Ferragamo sought a social solution for the seasonal launch of their W bag. The W List was SarkissianMason's solution: a vote based contest that was socialized via deep Facebook integration. I worked on the front-end / Facebook integration along side Jason Horwitz and Peter Segerstrom for the backend and voting logic.
lovehatelove is a demo of the Shopmate Product that was developed while at SarkissianMason. Shopmate at its core is a p2p video / audio / data chat that enables real-time collaborative shopping. Built on Adobe's Cirrus RTMFP service, initial concepts required no money for bandwidth up front, but could scale to FMS via a quick configuration change if needed. Several iterations of the Shopmate platform were developed, including full Flash applications on one end, and a Hybrid JS/HTML/AJAX version with a real-time whiteboard that allowed for collaborative design of outfits based on products pulled in from the Shopstyle API.

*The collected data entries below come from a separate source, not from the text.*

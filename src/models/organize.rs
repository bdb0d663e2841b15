use serde::{Deserialize, Serialize};

#[derive(Debug, Clone, Copy, PartialEq, Eq, Serialize, Deserialize)]
#[serde(rename_all = "snake_case")]
pub enum OrganizePhase {
    Classifying,
    Cleaning,
    Done,
}

#[derive(Debug, Clone, Serialize, Deserialize)]
#[serde(rename_all = "camelCase")]
pub struct OrganizeProgress {
    pub phase: OrganizePhase,
    pub processed: usize,
    pub total: usize,
    pub message: String,
}

#[derive(Debug, Clone, PartialEq, Eq, Serialize)]
#[serde(rename_all = "camelCase")]
pub struct PlacedLink {
    pub link_id: String,
    pub folder_id: String,
    pub folder_path: Vec<String>,
    pub tags: Vec<String>,
    /// True only when an existing link changed folders. Newly created links report false.
    pub moved: bool,
}

#[derive(Debug, Clone, Default, PartialEq, Eq, Serialize)]
#[serde(rename_all = "camelCase")]
pub struct OrganizeSummary {
    pub total: usize,
    pub moved: usize,
    pub unchanged: usize,
    pub failed: usize,
    pub removed_folders: usize,
}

This project was the result of being tasked by SM's owner, Patrick Sarkissian, to “make something awesome”. Generally, “awesome” implies a great measure of success and increasingly, success on the web is being measured solely on traffic, click-thru rate, and return on investment. Coming from the perspective of the guys that take pride in crafting interactive experiences, we took this idea to its extreme conclusion and decided to make a site that measured inane statistics around our office and present it in a beautiful flash site. In order to accomplish this we built a wireless mesh of Arduino driven devices that detected various physical metrics, we logged passive network statistics, and created a web interface for people in the office to tally human statistics. All of this data was coordinated on a centralized database that served up a custom developed socket server for our flash application to receive live data. Things like elevator door opens vs. elevator button presses, toilet flushes, overheard corporate jargon, bathroom methane levels, and smoke breaks were all tallied and represented on the site. This all added up to the message of “The Quantification of Creativity”.

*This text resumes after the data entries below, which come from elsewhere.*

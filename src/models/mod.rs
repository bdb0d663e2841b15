pub mod classification;
pub mod folder_node;
pub mod organize;
pub mod provider;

The Web of Secrets is a great little site I made with Roger Braunstein at SarkissianMason. I used FIVE3D for the main menu, and the Sekati framework for the guts. The site let people anonymously submit shameful secrets into the ether. Users could browse through secrets by use of cross relational database that would highlight words in each secret that existed in other secrets. This created an endless web that kept users on the site. Additionally, an iOS app was developed to supplement the site, so that people could add to the database without needing Flash.
This was a fast-turnaround site made along side my good friend and cohort Jason Horwitz at SM. Notable things are the custom-built (pre Flash 10) 3D rotations and smart use of bitmap slicing on larger assets for full page turns. Not to mention that we built this piece start to finish in about four days!
“Car in a Box” as we called it was one of the first large scale development projects that I led and developed . Working in conjunction with art director Ness Higson, we produced a beautiful FWA winning website that used Papervision 3D, scrubbable 3D video renders, and plenty of old-school Flashy goodness.
This was my first full piece with Papervision 3D in Flash, and at SarkissianMason. The cover gallery was a small potential addition to a larger project that was only a value added component, but the client was so happy with the piece that the module remains on their site today. This was a fun project for me because my tinkering informed and led the design process and almost all of the finished piece is in line with the idea that I had developed.